Personal information
- Born: March 2, 1994 (age 32) Tyler, Texas, U.S.
- Listed height: 6 ft 4 in (1.93 m)
- Listed weight: 179 lb (81 kg)

Career information
- High school: Naaman Forest (Garland, Texas)
- College: Texas (2012–2016)
- NBA draft: 2016: undrafted
- Playing career: 2017–2024
- Position: Shooting guard

Career history
- 2017: Plaza Fernando Valerio
- 2017–2018: South Bay Lakers
- 2018–2019: Agua Caliente Clippers
- 2019–2020: BC Nokia
- 2020: Hamburg Towers
- 2020–2021: Science City Jena
- 2021: Ferroviário de Maputo
- 2021: Saskatchewan Rattlers
- 2021–2022: Delaware Blue Coats
- 2023: Spartans de Distrito Capital
- 2023: APR
- 2024: Tauranga Whai

Career highlights
- RBL champion (2023); Nba G-League Showcase Cup Champion (2021); Big 12 All-Defensive Team (2014);

= Demarcus Holland =

American basketball player (born 1994)

Demarcus Dejuan Holland (born March 2, 1994) is an American former professional basketball player. He played four seasons of college basketball for the Texas Longhorns, where he earned Big 12 All-Defensive Team selection in 2014. He has played professionally in Dominican Republic, NBA G League, Finland, Germany, Mozambique, Canada, Venezuela and Rwanda.

==Early life==
Holland was born in Tyler, Texas, and moved to Dallas when he was in the second grade.

Holland attended Naaman Forest High School in Garland, Texas, where he averaged a team-high 11.3 points, 4.9 rebounds, 4.1 assists and two steals per game while leading the team to a 29–8 record and the Class 5A state semifinals as a senior.

==College career==
Holland played four seasons of college basketball for the Texas Longhorns between 2012 and 2016. He earned Big 12 All-Defensive Team honors as a sophomore in 2013–14.

==Professional career==
Holland's first professional stint came with Plaza Fernando Valerio in the Dominican Republic Santiago League in 2017. He averaged 18.7 points, 1.1 rebounds and 3.1 assists in 10 games.
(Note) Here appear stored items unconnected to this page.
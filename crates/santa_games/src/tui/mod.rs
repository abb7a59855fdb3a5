//! Terminal front end: a ratatui board where Santa answers after a short pause.

mod app;
mod input;
mod ui;

pub use app::App;
pub use input::{digit_position, move_cursor};

use crate::GameConfig;
use anyhow::Result;
use crossterm::{
    event::{self, Event, KeyEventKind},
    execute,
    terminal::{EnterAlternateScreen, LeaveAlternateScreen, disable_raw_mode, enable_raw_mode},
};
use rand::SeedableRng;
use rand::rngs::StdRng;
use ratatui::{Terminal, backend::CrosstermBackend};
use santa_tictactoe::{Game, SantaTicket};
use std::io;
use std::time::Duration;
use tokio::sync::mpsc;
use tracing::{debug, error, info, instrument};

const POLL_INTERVAL: Duration = Duration::from_millis(50);

/// Runs the interactive game until the user quits.
pub async fn run(config: GameConfig) -> Result<()> {
    info!("Starting Santa tic-tac-toe");

    enable_raw_mode()?;
    let mut stdout = io::stdout();
    execute!(stdout, EnterAlternateScreen)?;
    let backend = CrosstermBackend::new(stdout);
    let mut terminal = Terminal::new(backend)?;

    let res = run_app(&mut terminal, &config).await;

    disable_raw_mode()?;
    execute!(terminal.backend_mut(), LeaveAlternateScreen)?;
    terminal.show_cursor()?;

    if let Err(err) = &res {
        error!(error = ?err, "Game loop error");
    }
    res
}

#[instrument(skip_all)]
async fn run_app(
    terminal: &mut Terminal<CrosstermBackend<io::Stdout>>,
    config: &GameConfig,
) -> Result<()> {
    let mut app = App::new(Game::with_opponent(config.santa()));
    let mut delay_rng = match config.seed() {
        Some(seed) => StdRng::seed_from_u64(seed.wrapping_add(1)),
        None => StdRng::from_os_rng(),
    };
    let (ticket_tx, mut ticket_rx) = mpsc::unbounded_channel::<SantaTicket>();

    loop {
        if let Some(ticket) = app.take_santa_ticket() {
            let delay = config.think_delay(&mut delay_rng);
            debug!(?ticket, ?delay, "Santa is thinking");
            let tx = ticket_tx.clone();
            tokio::spawn(async move {
                tokio::time::sleep(delay).await;
                // The receiver is gone once the loop exits.
                let _ = tx.send(ticket);
            });
        }

        while let Ok(ticket) = ticket_rx.try_recv() {
            app.santa_ready(ticket);
        }

        terminal.draw(|frame| ui::draw(frame, &app))?;

        if event::poll(POLL_INTERVAL)? {
            if let Event::Key(key) = event::read()? {
                if key.kind == KeyEventKind::Press {
                    app.handle_key(key.code);
                }
            }
        }

        if app.should_quit() {
            info!("Leaving game");
            return Ok(());
        }

        tokio::task::yield_now().await;
    }
}
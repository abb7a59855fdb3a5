//! Moves and move rejections.

use super::{Position, Side};
use serde::{Deserialize, Serialize};

/// A side placing its mark at a position.
///
/// Moves are recorded in the round history and can be replayed.
#[derive(Debug, Clone, Copy, PartialEq, Eq, Hash, Serialize, Deserialize)]
pub struct Move {
    /// The side making the move.
    pub side: Side,
    /// The position where the side places its mark.
    pub position: Position,
}

impl Move {
    /// Creates a new move.
    pub fn new(side: Side, position: Position) -> Self {
        Self { side, position }
    }
}

impl std::fmt::Display for Move {
    fn fmt(&self, f: &mut std::fmt::Formatter<'_>) -> std::fmt::Result {
        write!(f, "{} -> {}", self.side, self.position.label())
    }
}

/// Why a requested move was ignored.
///
/// A rejected request never changes the game. The front end may show the
/// reason or simply drop it, since illegal clicks are expected.
#[derive(Debug, Clone, Copy, PartialEq, Eq, derive_more::Display)]
pub enum MoveRejection {
    /// The round already has an outcome.
    #[display("Round is already over")]
    GameOver,

    /// The given side asked to move out of turn.
    #[display("It's not {}'s turn", _0)]
    NotYourTurn(Side),

    /// The square already holds a mark.
    #[display("{} is already taken", _0)]
    SquareOccupied(Position),

    /// Index outside 0-8.
    #[display("No square at index {}", _0)]
    OutOfBounds(usize),

    /// A scheduled Santa move no longer matches the current round or ply.
    #[display("Scheduled move belongs to an earlier position")]
    StaleTicket,

    /// Santa had no square to play.
    #[display("No move available")]
    NoMoveAvailable,
}

impl std::error::Error for MoveRejection {}
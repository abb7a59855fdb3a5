//! Santa Tic-Tac-Toe - game core.
//!
//! A 3x3 game where the user (X) plays against Santa (O). Santa picks moves
//! with a depth-limited minimax search whose depth is drawn per move, so he
//! plays well most of the time and slips now and then.
//!
//! # Architecture
//!
//! - **Board model**: [`Board`], [`Square`], [`Position`] and the pure
//!   [`rules`] (win, draw, [`evaluate`]).
//! - **Search opponent**: [`minimax`] plus the difficulty blend in
//!   [`choose_move`], wrapped by the [`Opponent`] trait and [`Santa`].
//! - **State machine**: [`Game`] owns the round, enforces turn order and
//!   alternates the starting side on every reset.
//!
//! # Example
//!
//! ```
//! use rand::SeedableRng;
//! use rand::rngs::StdRng;
//! use santa_tictactoe::{Game, Outcome, Position, Santa, Side};
//!
//! let mut game = Game::with_opponent(Santa::new(StdRng::seed_from_u64(7)));
//! game.select_cell(Position::Center).expect("center is free");
//! assert_eq!(game.turn(), Side::Santa);
//!
//! let snapshot = game.advance_santa().expect("Santa is due");
//! assert_eq!(*snapshot.outcome(), Outcome::InProgress);
//! assert_eq!(game.turn(), Side::Player);
//! ```

#![warn(missing_docs)]
#![forbid(unsafe_code)]

mod action;
mod contracts;
mod game;
pub mod invariants;
mod messages;
mod opponent;
mod position;
pub mod rules;
mod search;
mod types;

pub use action::{Move, MoveRejection};
pub use contracts::{LegalMove, RoundInProgress, SidesTurn, SquareIsEmpty};
pub use game::{Game, SantaTicket, Snapshot};
pub use messages::{result_text, status_text};
pub use opponent::{choose_move, Difficulty, Opponent, Santa, SantaMove, SOFT_CHANCE};
pub use position::Position;
pub use rules::{evaluate, LINES};
pub use search::{minimax, SearchResult, WIN_SCORE};
pub use types::{Board, BoardParseError, Outcome, Side, Square};
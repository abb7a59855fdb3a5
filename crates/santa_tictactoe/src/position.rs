//! Named board positions.

use serde::{Deserialize, Serialize};

/// A position on the board (0-8, row-major).
#[derive(Debug, Clone, Copy, PartialEq, Eq, Hash, PartialOrd, Ord, Serialize, Deserialize)]
pub enum Position {
    /// Top-left (index 0)
    TopLeft,
    /// Top-center (index 1)
    TopCenter,
    /// Top-right (index 2)
    TopRight,
    /// Middle-left (index 3)
    MiddleLeft,
    /// Center (index 4)
    Center,
    /// Middle-right (index 5)
    MiddleRight,
    /// Bottom-left (index 6)
    BottomLeft,
    /// Bottom-center (index 7)
    BottomCenter,
    /// Bottom-right (index 8)
    BottomRight,
}

impl Position {
    /// All 9 positions in index order.
    pub const ALL: [Position; 9] = [
        Position::TopLeft,
        Position::TopCenter,
        Position::TopRight,
        Position::MiddleLeft,
        Position::Center,
        Position::MiddleRight,
        Position::BottomLeft,
        Position::BottomCenter,
        Position::BottomRight,
    ];

    /// Label for display.
    pub fn label(&self) -> &'static str {
        match self {
            Position::TopLeft => "Top-left",
            Position::TopCenter => "Top-center",
            Position::TopRight => "Top-right",
            Position::MiddleLeft => "Middle-left",
            Position::Center => "Center",
            Position::MiddleRight => "Middle-right",
            Position::BottomLeft => "Bottom-left",
            Position::BottomCenter => "Bottom-center",
            Position::BottomRight => "Bottom-right",
        }
    }

    /// Board index (0-8).
    pub fn to_index(self) -> usize {
        self as usize
    }

    /// Position for a board index, `None` outside 0-8.
    pub fn from_index(index: usize) -> Option<Self> {
        Self::ALL.get(index).copied()
    }

    /// Row and column (both 0-2).
    pub fn row_col(self) -> (usize, usize) {
        let index = self.to_index();
        (index / 3, index % 3)
    }

    /// Position at a row and column, `None` outside the grid.
    pub fn from_row_col(row: usize, col: usize) -> Option<Self> {
        if row < 3 && col < 3 {
            Self::from_index(row * 3 + col)
        } else {
            None
        }
    }
}

impl std::fmt::Display for Position {
    fn fmt(&self, f: &mut std::fmt::Formatter<'_>) -> std::fmt::Result {
        write!(f, "{}", self.label())
    }
}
Holland joined the South Bay Lakers of the NBA G League for the 2017–18 season, where he averaged 8.5 points and 4.6 rebounds per game. He returned to the Lakers for the 2018–19 season but was traded to the Agua Caliente Clippers on December 2, 2018.

On September 25, 2019, Holland signed with BC Nokia of the Finnish Korisliiga for the 2019–20 season. In January 2020, he left Nokia and signed with Hamburg Towers of the German Basketball Bundesliga.

In September 2020, Holland signed with Science City Jena of the Basketball Bundesliga for the 2020–21 season.

In May 2021, Holland had a four-game stint with Mozambican club Ferroviário de Maputo of the Basketball Africa League. He averaged 13.8 points, 3.5 rebounds, 5.5 assists and 1.5 steals per game.

In July 2021, Holland signed with the Saskatchewan Rattlers of the Canadian Elite Basketball League for the 2021 season.

Holland joined the Delaware Blue Coats for the 2021–22 NBA G League season. In 43 games, he averaged 2.6 points and 2.4 rebounds per game.

In March 2023, Holland joined Spartans de Distrito Capital of the Venezuelan SPB. In August 2023, he joined Rwandan club APR of the Rwanda Basketball League (RBL). He helped the team win the 2023 RBL championship.

In March 2024, Holland signed with the Tauranga Whai of the New Zealand National Basketball League (NZNBL) for the 2024 season.

==Personal life==
Holland is the son of Lacetia Bradford and Derrick Holland. He has one older brother, Derrick Jr., and three younger brothers, Craig, Desmond and Devon.